I pursued the coin-collecting hobby for many years; heck, I still have many I purchased 60 years ago. But I must admit, collecting old coins is certainly not very experiential. There’s a date and a dead guy’s image on the front, and some curious symbol or building on the back. That’s about it. You can “experience” an old coin in about 3.5 seconds.
Some 50 years ago I discovered an old newspaper from 1827 at a flea market priced at $3. It was an epiphanal moment for my collecting passion. Here was something very old that could be enjoyed for more than 3.5 seconds. It was just a four-page newspaper but it must have taken at least 20 minutes to “experience” from beginning to end. News reports, advertisements, curious notes about travel, legal notices, criminal reports—all of it was so different from my experience I was living.
As I relegated my coin collection to a dresser drawer, I pursued more old newspapers from wherever I could find them. Each was a different experience from a different era. Not only were the news reports from the Civil War different from the Revolutionary War, & different from the 1920’s, but the advertisements, notices, and other quaint tidbits were much different as well.
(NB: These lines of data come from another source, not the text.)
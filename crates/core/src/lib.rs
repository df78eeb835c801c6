//! Core library for the task tracker
//!
//! This crate contains the core business logic, including:
//! - Task model and validation rules
//! - Task repository trait and its SQLite / in-memory implementations
//! - Task service with partial-update merge semantics

pub mod error;
pub mod task;

pub use error::Error;
pub type Result<T> = std::result::Result<T, Error>;
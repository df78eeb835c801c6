//! Health check endpoint

use axum::{extract::State, routing::get, Json, Router};
use serde::Serialize;

use crate::state::AppState;

#[derive(Serialize)]
#[serde(rename_all = "camelCase")]
struct HealthResponse {
    status: String,
    version: String,
    store: String,
}

async fn health_check(State(state): State<AppState>) -> Json<HealthResponse> {
    Json(HealthResponse {
        status: "ok".to_string(),
        version: env!("CARGO_PKG_VERSION").to_string(),
        store: state.store().as_str().to_string(),
    })
}

pub fn router() -> Router<AppState> {
    Router::new().route("/health", get(health_check))
}

#[cfg(test)]
mod tests {
    use std::sync::Arc;

    use axum::{
        body::{to_bytes, Body},
        http::{Request, StatusCode},
    };
    use serde_json::Value;
    use tasktrack_core::task::InMemoryTaskStore;
    use tower::ServiceExt;

    use crate::{config::StoreBackend, state::AppState};

    #[tokio::test]
    async fn health_reports_store_backend() {
        let state =
            AppState::with_repository(Arc::new(InMemoryTaskStore::new()), StoreBackend::Memory);
        let app = super::router().with_state(state);

        let response = app
            .oneshot(Request::builder().uri("/health").body(Body::empty()).unwrap())
            .await
            .unwrap();

        assert_eq!(response.status(), StatusCode::OK);
        let body = to_bytes(response.into_body(), usize::MAX).await.unwrap();
        let payload: Value = serde_json::from_slice(&body).unwrap();
        assert_eq!(payload["status"], "ok");
        assert_eq!(payload["store"], "memory");
    }
}
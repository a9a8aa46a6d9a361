// SPDX-License-Identifier: Apache-2.0
// Copyright 2025 ONAP Contributors
//
// Licensed under the Apache License, Version 2.0 (the "License");
// you may not use this file except in compliance with the License.
// You may obtain a copy of the License at
//
//     http://www.apache.org/licenses/LICENSE-2.0
//
// Unless required by applicable law or agreed to in writing, software
// distributed under the License is distributed on an "AS IS" BASIS,
// WITHOUT WARRANTIES OR CONDITIONS OF ANY KIND, either express or implied.
// See the License for the specific language governing permissions and
// limitations under the License.

//! Fixtures and CA-side message builders shared by the integration tests.

use base64::prelude::*;
use der::asn1::BitString;
use der::{DecodePem, Encode};
use pkcs8::DecodePrivateKey;
use rsa::RsaPrivateKey;
use std::str::FromStr;
use x509_cert::ext::pkix::name::GeneralName;
use x509_cert::name::Name;
use x509_cert::Certificate;

use cmp_ra_client::config::{CaAuthentication, CaMode, CaRecord};
use cmp_ra_client::protection::{
    MessageProtection, PasswordBasedMacProtection, SignatureProtection,
};
use cmp_ra_client::types::{
    CertOrEncCert, CertRepMessage, CertResponse, CertifiedKeyPair, ErrorMsgContent, PkiBody,
    PkiHeader, PkiMessage, PkiStatusInfo, CMP_VERSION_2, PKI_STATUS_ACCEPTED,
    PKI_STATUS_REJECTION,
};

const CSR_PEM: &str = include_str!("../fixtures/csr.pem");
const CSR_DIFFERENT_IDENTITY_PEM: &str = include_str!("../fixtures/csr_different_identity.pem");
const KEY_PEM: &str = include_str!("../fixtures/key.pem");
const CLIENT_CERT_PEM: &str = include_str!("../fixtures/client_cert.pem");
const INTERMEDIATE_CA_PEM: &str = include_str!("../fixtures/intermediate_ca.pem");
const ROOT_CA_PEM: &str = include_str!("../fixtures/root_ca.pem");
const INTERMEDIATE_KEY_PEM: &str = include_str!("../fixtures/inter_key.pem");

/// Name of the mocked CA.
pub const CA_NAME: &str = "TestCA";

/// IAK secret shared between client and mocked CA.
pub const IAK: &str = "secret-iak";

pub fn ca_record(url: &str) -> CaRecord {
    CaRecord {
        ca_name: CA_NAME.into(),
        url: url::Url::parse(url).unwrap(),
        issuer_dn: "CN=ManagementCA,O=ONAP".into(),
        ca_mode: CaMode::Ra,
        authentication: CaAuthentication {
            iak: IAK.into(),
            rv: "reference-value".into(),
        },
    }
}

pub fn csr_base64() -> String {
    BASE64_STANDARD.encode(CSR_PEM)
}

pub fn csr_different_identity_base64() -> String {
    BASE64_STANDARD.encode(CSR_DIFFERENT_IDENTITY_PEM)
}

pub fn key_base64() -> String {
    BASE64_STANDARD.encode(KEY_PEM)
}

pub fn client_cert_base64() -> String {
    BASE64_STANDARD.encode(CLIENT_CERT_PEM)
}

pub fn encode(message: &PkiMessage) -> Vec<u8> {
    message.to_der().unwrap()
}

fn certificate(pem: &str) -> Certificate {
    Certificate::from_pem(pem.as_bytes()).unwrap()
}

fn header(protection_alg: Option<spki::AlgorithmIdentifierOwned>) -> PkiHeader {
    PkiHeader {
        pvno: CMP_VERSION_2,
        sender: GeneralName::DirectoryName(Name::from_str("CN=ManagementCA,O=ONAP").unwrap()),
        recipient: GeneralName::DirectoryName(
            Name::from_str("CN=client.onap.org,O=ONAP").unwrap(),
        ),
        message_time: None,
        protection_alg,
        sender_kid: None,
        recip_kid: None,
        transaction_id: None,
        sender_nonce: None,
        recip_nonce: None,
        free_text: None,
        general_info: None,
    }
}

fn cert_rep(status: PkiStatusInfo, issued: bool) -> CertRepMessage {
    CertRepMessage {
        ca_pubs: Some(vec![certificate(ROOT_CA_PEM)]),
        response: vec![CertResponse {
            cert_req_id: 0,
            status,
            certified_key_pair: issued.then(|| CertifiedKeyPair {
                cert_or_enc_cert: CertOrEncCert::Certificate(certificate(CLIENT_CERT_PEM)),
                private_key: None,
                publication_info: None,
            }),
            rsp_info: None,
        }],
    }
}

fn seal(message: &mut PkiMessage, protection: &dyn MessageProtection) {
    let protected = message.protected_bytes().unwrap();
    message.protection = Some(
        BitString::from_bytes(&protection.protection_bytes(&protected).unwrap()).unwrap(),
    );
}

fn mac_protected(body: PkiBody, iak: &str) -> PkiMessage {
    let protection = PasswordBasedMacProtection::new(iak);
    let mut message = PkiMessage {
        header: header(Some(protection.algorithm_identifier().unwrap())),
        body,
        protection: None,
        extra_certs: Some(vec![certificate(INTERMEDIATE_CA_PEM)]),
    };
    seal(&mut message, &protection);
    message
}

/// A granted ip response, MAC-protected with the given secret.
pub fn granted_mac_protected_reply(iak: &str) -> Vec<u8> {
    let status = PkiStatusInfo {
        status: PKI_STATUS_ACCEPTED,
        status_string: None,
        fail_info: None,
    };
    encode(&mac_protected(PkiBody::Ip(cert_rep(status, true)), iak))
}

/// A granted kup response, signed by the intermediate CA key; that CA's
/// certificate rides first in extraCerts.
pub fn granted_signature_protected_reply() -> Vec<u8> {
    let key = RsaPrivateKey::from_pkcs8_pem(INTERMEDIATE_KEY_PEM).unwrap();
    let protection = SignatureProtection::new(key);
    let status = PkiStatusInfo {
        status: PKI_STATUS_ACCEPTED,
        status_string: None,
        fail_info: None,
    };

    let mut message = PkiMessage {
        header: header(Some(protection.algorithm_identifier().unwrap())),
        body: PkiBody::Kup(cert_rep(status, true)),
        protection: None,
        extra_certs: Some(vec![certificate(INTERMEDIATE_CA_PEM)]),
    };
    seal(&mut message, &protection);
    encode(&message)
}

/// A MAC-protected ip response rejecting the request.
pub fn rejected_mac_protected_reply(iak: &str, text: &str) -> Vec<u8> {
    encode(&rejected_reply_message(iak, Some(text)))
}

/// A MAC-protected rejection, optionally carrying status text.
pub fn rejected_reply_message(iak: &str, text: Option<&str>) -> PkiMessage {
    let status = PkiStatusInfo {
        status: PKI_STATUS_REJECTION,
        status_string: text.map(|text| vec![text.into()]),
        fail_info: None,
    };
    mac_protected(PkiBody::Ip(cert_rep(status, false)), iak)
}

/// An unprotected error response carrying the given status text.
pub fn error_reply(text: &str) -> Vec<u8> {
    let message = PkiMessage {
        header: header(None),
        body: PkiBody::Error(ErrorMsgContent {
            pki_status_info: PkiStatusInfo {
                status: PKI_STATUS_REJECTION,
                status_string: Some(vec![text.into()]),
                fail_info: None,
            },
            error_code: None,
            error_details: None,
        }),
        protection: None,
        extra_certs: None,
    };
    encode(&message)
}
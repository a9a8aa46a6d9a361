// SPDX-License-Identifier: Apache-2.0
// Copyright 2025 ONAP Contributors
//
// Licensed under the Apache License, Version 2.0 (the "License");
// you may not use this file except in compliance with the License.
// You may obtain a copy of the License at
//
//     http://www.apache.org/licenses/LICENSE-2.0
//
// Unless required by applicable law or agreed to in writing, software
// distributed under the License is distributed on an "AS IS" BASIS,
// WITHOUT WARRANTIES OR CONDITIONS OF ANY KIND, either express or implied.
// See the License for the specific language governing permissions and
// limitations under the License.

//! Certificate enrollment demo.
//!
//! Reads a PEM CSR and PKCS#8 key from disk, sends an initialization request
//! to the CA named on the command line, and prints the issued chain.
//!
//! # Usage
//!
//! ```bash
//! cargo run --example enroll -- <ca-name> <csr.pem> <key.pem>
//! ```
//!
//! The CA endpoints are read from `demos/cmp-servers.json`.

use std::env;

use base64::prelude::*;
use cmp_ra_client::{CaRecord, CaRegistry, CertificationRequest, CmpClient};

#[tokio::main]
async fn main() -> Result<(), Box<dyn std::error::Error>> {
    tracing_subscriber::fmt::init();

    let args: Vec<String> = env::args().collect();
    if args.len() != 4 {
        eprintln!("usage: enroll <ca-name> <csr.pem> <key.pem>");
        std::process::exit(2);
    }

    let records: Vec<CaRecord> =
        serde_json::from_str(include_str!("cmp-servers.json"))?;
    let client = CmpClient::new(CaRegistry::new(records))?;

    let csr = BASE64_STANDARD.encode(std::fs::read(&args[2])?);
    let key = BASE64_STANDARD.encode(std::fs::read(&args[3])?);

    let request = CertificationRequest::new(csr, key, args[1].clone());
    let result = client.sign_csr(&request).await?;

    println!("Certificate chain ({} certificates):", result.certificate_chain().len());
    for pem in result.certificate_chain() {
        print!("{}", pem);
    }

    println!("Trusted certificates ({}):", result.trusted_certificates().len());
    for pem in result.trusted_certificates() {
        print!("{}", pem);
    }

    Ok(())
}
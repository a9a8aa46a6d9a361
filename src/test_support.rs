//! Shared fixtures for unit tests.
//!
//! The PEM files under `tests/fixtures/` form a small PKI: a self-signed
//! root, an intermediate CA, and a client certificate issued from `csr.pem`
//! with the key in `key.pem`.

use base64::prelude::*;
use der::asn1::BitString;
use der::{DecodePem, Encode};
use pkcs8::DecodePrivateKey;
use rsa::RsaPrivateKey;
use std::str::FromStr;
use x509_cert::ext::pkix::name::GeneralName;
use x509_cert::name::Name;
use x509_cert::Certificate;

use crate::config::{CaAuthentication, CaMode, CaRecord};
use crate::csr::CsrModel;
use crate::oldcert::OldCertificateModel;
use crate::protection::{MessageProtection, PasswordBasedMacProtection, SignatureProtection};
use crate::types::{
    CertOrEncCert, CertRepMessage, CertResponse, CertifiedKeyPair, ErrorMsgContent, PkiBody,
    PkiHeader, PkiMessage, PkiStatusInfo, CMP_VERSION_2, PKI_STATUS_ACCEPTED,
    PKI_STATUS_REJECTION,
};

/// Client certificate issued from `csr.pem` by the intermediate CA.
pub const CLIENT_CERT_PEM: &str = include_str!("../tests/fixtures/client_cert.pem");

/// Intermediate CA certificate, signed by the root.
pub const INTERMEDIATE_CA_PEM: &str = include_str!("../tests/fixtures/intermediate_ca.pem");

/// Self-signed root CA certificate.
pub const ROOT_CA_PEM: &str = include_str!("../tests/fixtures/root_ca.pem");

/// Standalone self-signed CAs, unrelated to the issuing chain.
pub const SECONDARY_ROOT_CA_PEM: &str = include_str!("../tests/fixtures/secondary_root_ca.pem");
pub const LEGACY_ROOT_CA_PEM: &str = include_str!("../tests/fixtures/legacy_root_ca.pem");

const CSR_PEM: &str = include_str!("../tests/fixtures/csr.pem");
const CSR_NO_SANS_PEM: &str = include_str!("../tests/fixtures/csr_no_sans.pem");
const CSR_DIFFERENT_IDENTITY_PEM: &str =
    include_str!("../tests/fixtures/csr_different_identity.pem");
const KEY_PEM: &str = include_str!("../tests/fixtures/key.pem");
const INTERMEDIATE_KEY_PEM: &str = include_str!("../tests/fixtures/inter_key.pem");

/// IAK secret the test CA record uses.
pub const IAK: &str = "secret-iak";

/// RV reference value the test CA record uses.
pub const RV: &str = "reference-value";

pub fn csr_base64() -> String {
    BASE64_STANDARD.encode(CSR_PEM)
}

pub fn csr_no_sans_base64() -> String {
    BASE64_STANDARD.encode(CSR_NO_SANS_PEM)
}

pub fn csr_different_identity_base64() -> String {
    BASE64_STANDARD.encode(CSR_DIFFERENT_IDENTITY_PEM)
}

pub fn key_base64() -> String {
    BASE64_STANDARD.encode(KEY_PEM)
}

pub fn client_cert_base64() -> String {
    BASE64_STANDARD.encode(CLIENT_CERT_PEM)
}

pub fn csr_model() -> CsrModel {
    CsrModel::decode(&csr_base64(), &key_base64()).unwrap()
}

pub fn old_certificate_model() -> OldCertificateModel {
    OldCertificateModel::decode(&client_cert_base64(), &key_base64()).unwrap()
}

pub fn ca_record() -> CaRecord {
    CaRecord {
        ca_name: "TestCA".into(),
        url: url::Url::parse("http://127.0.0.1:8080/ejbca/publicweb/cmp/cmp").unwrap(),
        issuer_dn: "CN=ManagementCA,O=ONAP".into(),
        ca_mode: CaMode::Ra,
        authentication: CaAuthentication {
            iak: IAK.into(),
            rv: RV.into(),
        },
    }
}

pub fn client_certificate() -> Certificate {
    Certificate::from_pem(CLIENT_CERT_PEM.as_bytes()).unwrap()
}

pub fn intermediate_certificate() -> Certificate {
    Certificate::from_pem(INTERMEDIATE_CA_PEM.as_bytes()).unwrap()
}

pub fn root_certificate() -> Certificate {
    Certificate::from_pem(ROOT_CA_PEM.as_bytes()).unwrap()
}

pub fn secondary_root_certificate() -> Certificate {
    Certificate::from_pem(SECONDARY_ROOT_CA_PEM.as_bytes()).unwrap()
}

pub fn legacy_root_certificate() -> Certificate {
    Certificate::from_pem(LEGACY_ROOT_CA_PEM.as_bytes()).unwrap()
}

fn intermediate_key() -> RsaPrivateKey {
    RsaPrivateKey::from_pkcs8_pem(INTERMEDIATE_KEY_PEM).unwrap()
}

/// Header without any protection fields, enough for body-only tests.
pub fn minimal_header() -> PkiHeader {
    header_with_alg(None)
}

fn header_with_alg(protection_alg: Option<spki::AlgorithmIdentifierOwned>) -> PkiHeader {
    let sender = Name::from_str("CN=ManagementCA,O=ONAP").unwrap();
    let recipient = Name::from_str("CN=client.onap.org,O=ONAP").unwrap();

    PkiHeader {
        pvno: CMP_VERSION_2,
        sender: GeneralName::DirectoryName(sender),
        recipient: GeneralName::DirectoryName(recipient),
        message_time: None,
        protection_alg,
        sender_kid: None,
        recip_kid: None,
        transaction_id: None,
        sender_nonce: None,
        recip_nonce: None,
        free_text: None,
        general_info: None,
    }
}

fn granted_rep() -> CertRepMessage {
    CertRepMessage {
        ca_pubs: Some(vec![root_certificate()]),
        response: vec![CertResponse {
            cert_req_id: 0,
            status: PkiStatusInfo {
                status: PKI_STATUS_ACCEPTED,
                status_string: None,
                fail_info: None,
            },
            certified_key_pair: Some(CertifiedKeyPair {
                cert_or_enc_cert: CertOrEncCert::Certificate(client_certificate()),
                private_key: None,
                publication_info: None,
            }),
            rsp_info: None,
        }],
    }
}

fn seal(message: &mut PkiMessage, protection: &dyn MessageProtection) {
    let protected = message.protected_bytes().unwrap();
    message.protection = Some(
        BitString::from_bytes(&protection.protection_bytes(&protected).unwrap()).unwrap(),
    );
}

/// A granted ip response, MAC-protected with the given secret.
pub fn granted_mac_protected_reply(iak: &str) -> Vec<u8> {
    let protection = PasswordBasedMacProtection::new(iak);
    let mut message = PkiMessage {
        header: header_with_alg(Some(protection.algorithm_identifier().unwrap())),
        body: PkiBody::Ip(granted_rep()),
        protection: None,
        extra_certs: Some(vec![intermediate_certificate()]),
    };
    seal(&mut message, &protection);
    message.to_der().unwrap()
}

/// A granted kup response, signed by the intermediate CA whose certificate
/// rides first in extraCerts.
pub fn granted_signature_protected_reply() -> Vec<u8> {
    let protection = SignatureProtection::new(intermediate_key());
    let mut message = PkiMessage {
        header: header_with_alg(Some(protection.algorithm_identifier().unwrap())),
        body: PkiBody::Kup(granted_rep()),
        protection: None,
        extra_certs: Some(vec![intermediate_certificate()]),
    };
    seal(&mut message, &protection);
    message.to_der().unwrap()
}

/// An unprotected error response carrying the given status text.
pub fn error_reply(text: &str) -> Vec<u8> {
    let message = PkiMessage {
        header: minimal_header(),
        body: PkiBody::Error(ErrorMsgContent {
            pki_status_info: PkiStatusInfo {
                status: PKI_STATUS_REJECTION,
                status_string: Some(vec![text.into()]),
                fail_info: None,
            },
            error_code: None,
            error_details: None,
        }),
        protection: None,
        extra_certs: None,
    };
    message.to_der().unwrap()
}
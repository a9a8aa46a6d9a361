// SPDX-License-Identifier: Apache-2.0
// Copyright 2025 ONAP Contributors
//
// Licensed under the Apache License, Version 2.0 (the "License");
// you may not use this file except in compliance with the License.
// You may obtain a copy of the License at
//
//     http://www.apache.org/licenses/LICENSE-2.0
//
// Unless required by applicable law or agreed to in writing, software
// distributed under the License is distributed on an "AS IS" BASIS,
// WITHOUT WARRANTIES OR CONDITIONS OF ANY KIND, either express or implied.
// See the License for the specific language governing permissions and
// limitations under the License.

//! Old certificate decoding for update flows.
//!
//! A caller updating an existing certificate supplies that certificate (or
//! its whole chain) and its private key. Only the first certificate of the
//! chain matters: it carries the identity to compare against the new CSR, it
//! travels in the key update request's extraCerts field, and its key signs
//! the message protection.

use base64::prelude::*;
use der::{Decode, DecodePem};
use pkcs8::DecodePrivateKey;
use rsa::RsaPrivateKey;
use x509_cert::ext::pkix::SubjectAltName;
use x509_cert::Certificate;

use crate::error::{CmpError, Result};
use crate::identity::IdentityData;

const CERT_END_MARKER: &str = "-----END CERTIFICATE-----";

/// First certificate of a caller-supplied chain, with its private key.
#[derive(Clone)]
pub struct OldCertificateModel {
    certificate: Certificate,
    identity: IdentityData,
    private_key: RsaPrivateKey,
}

impl OldCertificateModel {
    /// Decode a base64 PEM certificate chain and its base64 PEM PKCS#8 key.
    ///
    /// Certificate problems are reported as
    /// [`CmpError::OldCertificateDecryption`], key problems as
    /// [`CmpError::KeyDecryption`].
    pub fn decode(cert_base64: &str, key_base64: &str) -> Result<Self> {
        let certificate = decode_first_certificate(cert_base64)?;
        let private_key = decode_private_key(key_base64)?;

        let subject = certificate.tbs_certificate.subject.clone();
        let sans = extract_sans(&certificate)?;
        let identity = IdentityData::new(subject, &sans);

        tracing::debug!(identity = %identity, "decoded old certificate");

        Ok(Self {
            certificate,
            identity,
            private_key,
        })
    }

    /// The old certificate.
    pub fn certificate(&self) -> &Certificate {
        &self.certificate
    }

    /// Identity carried by the old certificate.
    pub fn identity(&self) -> &IdentityData {
        &self.identity
    }

    /// Private key of the old certificate.
    pub fn private_key(&self) -> &RsaPrivateKey {
        &self.private_key
    }
}

impl std::fmt::Debug for OldCertificateModel {
    fn fmt(&self, f: &mut std::fmt::Formatter<'_>) -> std::fmt::Result {
        f.debug_struct("OldCertificateModel")
            .field("identity", &self.identity.to_string())
            .field("private_key", &"*****")
            .finish()
    }
}

fn decode_first_certificate(cert_base64: &str) -> Result<Certificate> {
    let pem_bytes = BASE64_STANDARD
        .decode(strip_whitespace(cert_base64))
        .map_err(|e| {
            CmpError::old_certificate_decryption(format!("Invalid base64 encoding: {}", e))
        })?;

    let pem = String::from_utf8(pem_bytes)
        .map_err(|e| CmpError::old_certificate_decryption(format!("Invalid PEM text: {}", e)))?;

    let Some(end) = pem.find(CERT_END_MARKER) else {
        return Err(CmpError::old_certificate_decryption(
            "Input does not contain a PEM certificate",
        ));
    };
    let first = &pem[..end + CERT_END_MARKER.len()];

    Certificate::from_pem(first.as_bytes())
        .map_err(|e| CmpError::old_certificate_decryption(format!("Invalid certificate: {}", e)))
}

fn decode_private_key(key_base64: &str) -> Result<RsaPrivateKey> {
    let pem = BASE64_STANDARD
        .decode(strip_whitespace(key_base64))
        .map_err(|e| CmpError::key_decryption(format!("Invalid base64 encoding: {}", e)))?;

    let (label, der) = pem_rfc7468::decode_vec(&pem)
        .map_err(|e| CmpError::key_decryption(format!("Invalid PEM encoding: {}", e)))?;
    if label != "PRIVATE KEY" {
        return Err(CmpError::key_decryption(format!(
            "Expected 'PRIVATE KEY' PEM block, got '{}'",
            label
        )));
    }

    RsaPrivateKey::from_pkcs8_der(&der)
        .map_err(|e| CmpError::key_decryption(format!("Invalid PKCS#8 structure: {}", e)))
}

fn extract_sans(
    certificate: &Certificate,
) -> Result<Vec<x509_cert::ext::pkix::name::GeneralName>> {
    let Some(extensions) = &certificate.tbs_certificate.extensions else {
        return Ok(Vec::new());
    };

    for extension in extensions {
        if extension.extn_id == const_oid::db::rfc5912::ID_CE_SUBJECT_ALT_NAME {
            let san = SubjectAltName::from_der(extension.extn_value.as_bytes()).map_err(|e| {
                CmpError::old_certificate_decryption(format!("Invalid SAN extension: {}", e))
            })?;
            return Ok(san.0);
        }
    }

    Ok(Vec::new())
}

fn strip_whitespace(input: &str) -> Vec<u8> {
    input
        .bytes()
        .filter(|b| !b.is_ascii_whitespace())
        .collect()
}

#[cfg(test)]
mod tests {
    use super::*;
    use crate::test_support;

    #[test]
    fn test_decode_takes_first_certificate_of_chain() {
        let chain = format!(
            "{}\n{}",
            test_support::CLIENT_CERT_PEM,
            test_support::INTERMEDIATE_CA_PEM
        );
        let model = OldCertificateModel::decode(
            &BASE64_STANDARD.encode(chain),
            &test_support::key_base64(),
        )
        .unwrap();

        assert!(model
            .identity()
            .subject()
            .to_string()
            .contains("client.onap.org"));
        assert_eq!(model.identity().sans().len(), 2);
    }

    #[test]
    fn test_decode_rejects_input_without_certificate() {
        let err = OldCertificateModel::decode(
            &BASE64_STANDARD.encode("no pem certificate in here"),
            &test_support::key_base64(),
        )
        .unwrap_err();

        assert!(matches!(err, CmpError::OldCertificateDecryption(_)));
    }

    #[test]
    fn test_decode_rejects_bad_key() {
        let err = OldCertificateModel::decode(
            &BASE64_STANDARD.encode(test_support::CLIENT_CERT_PEM),
            "not-base64!!!",
        )
        .unwrap_err();

        assert!(matches!(err, CmpError::KeyDecryption(_)));
    }
}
At times I found inconspicuous, benign reports of no historical consequence to be more interesting than the news report which prompted the purchase. A benign listing of the West Point admissions for 1839 which included Ulysses S. Grant can be a fascinating find. After all, who cared about the name Ulysses S. Grant in 1839? Or what about discovering a small classified ad for “Lincoln and Herndon, Attorneys & Counsellors At Law” in an 1857 Illinois newspaper. Did I really care anymore about the report of political troubles in Kansas, the reason for which I purchased the newspaper?
And the capability of discovering intriguing reports—thanks to the internet–adds so much more dimension to early newspapers. It is common to read of fugitive slave reports which include the names of the slave & its owner, neither of which might mean anything to anyone. But a quick check on the internet for “Shadrach Minkins” unveils a fascinating and notable drama on the struggles & horrors of this runaway slave in 1850, greatly enriching the innocuous report by allowing the reader to experience a piece of American history that otherwise would have been easy to pass over.
This is what differentiates old newspapers from the rest of the collectible world. It is dramatically more experiential. What other collectible requires a half hour to fully experience? Stamps? Crocks? Matchbook covers? Furniture? Ink wells? Certainly not.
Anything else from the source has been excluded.